Sunday, June 16, 2013

Daily Double

Jack DeGange, co-author of Dartmouth College Football: Green Fields of Autumn (and not coincidentally the college's former sports information director as well as the go-to person for BGA and anyone who has questions about the Dartmouth football program) shares this note that goes nicely with yesterday's blog photo:
Having one recipient of the Walter Payton NFL Man of the Year Award visiting the Hanover area isn't unusual but two in the same day may be a record. The annual award, established in 1970, honors a player's volunteer and charity work as well as his excellence on the field. 
Reggie Williams ’76, the Dartmouth All-America and Cincinnati Bengals linebacker (1976-89) visits campus occasionally and was in town over the weekend to attend the Friends of Dartmouth Football semi-annual meeting. He has started a conversation with Coach Buddy Teevens about creating an award similar to the Payton Award that would recognize a Dartmouth player for contributions and service to the campus and surrounding communities.  
Williams, who was a member of the Cincinnati city council and was involved in various community activities, was named the NFL's Man of the Year in 1986. Payton, the Chicago Bears running  back, won the award in 1977. His name was added to the award shortly after his death in 1999. 
And the second NFL Man of the Year? That would be Rolf Benirschke, who grew up in Hanover while his father was a professor at Dartmouth Medical School and moved to San Diego in 1972 after his sophomore year at Hanover High School. A soccer player who evolved as a football placekicker, Benirschke graduated from UC Davis in 1977 and was the San Diego Chargers' placekicker from 1977-86.  
In 1978 he developed ulcerative colitis, an illness that worsened in 1979. He had two surgeries to remove his large intestine and was in intensive care for weeks. When he was released from the hospital he weighed 123 pounds. He returned to the team as an honorary captain on November 18, 1979 as the Chargers played the Pittsburgh Steelers. After an arduous training and rehabilitation regimen he rejoined the Chargers as their kicker in 1980. He played for seven more seasons and during his career he made 146 of 208 field goal attempts for the Chargers. He was an All-Pro selection in 1980, a Pro Bowl selection in 1982 and won the NFL Man of the Year Award in 1983 as he became involved in various community activities in San Diego where he continues to reside. 
He is the national spokesman for the Crohn's and Colitis Foundation of America (CCFA) and on Saturday he shared the story of his illness at the seventh annual Dartmouth-Hitchcock Patient & Family IBD (Inflammatory Bowel Disease) Symposium. In 1996 he published his book, Alive and Kicking.
Editor's Note: Benirschke went on to host the daytime version of the TV gameshow, Wheel of Fortune. (link)
Yesterday's email also brought a note from Curt Bury '53, who was in town for his 60th reunion. After Coach Buddy Teevens addressed the class an impressed Bury sent him a note that included this:
Your message about not only building a successful Big Green football team, but even more important helping to train our young men to grow up be responsible adults contributing to society, was extremely important and very well received by our entire class and their families. 
Your words I thought went so far beyond the usual sports-related talk that I hope there
is some way to "publish" them to a much wider audience.
Bury, incidentally, was a pioneer in computerizing football play-by-play and producing a quick postgame report. He debuted his system in the early '80s in the Dartmouth press box and then spent five years helping run it at New England Patriots home games.

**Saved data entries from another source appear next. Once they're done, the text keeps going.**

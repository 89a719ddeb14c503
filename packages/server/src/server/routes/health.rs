use axum::Json;
use serde::Serialize;

#[derive(Serialize)]
pub struct HealthResponse {
    status: String,
    service: String,
    version: String,
}

/// Health check endpoint
///
/// The service holds no local state to probe; the hosted backend is checked
/// lazily per request, so this only reports that the process is serving.
pub async fn health_handler() -> Json<HealthResponse> {
    Json(HealthResponse {
        status: "healthy".to_string(),
        service: "frontdesk-api".to_string(),
        version: env!("CARGO_PKG_VERSION").to_string(),
    })
}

As loyal a Dartmouth fan as you will find, Bury has been to every Dartmouth-Yale football game since 1949 and will come up from his Maryland home for his 65th consecutive contest against the Bulldogs in October.

Along with his email to Teevens, Bury shared several pages from his first Yale game program, including this one with his handwritten notes included:


And finally, for those of you curious about how the yard sale went up here on the shoulder of Moose Mountain yesterday . . . it was worth the effort. No question, if we lived in town we would have cleared out more stuff and filled our "shoebox register" a little more, but that's a tradeoff we gladly make.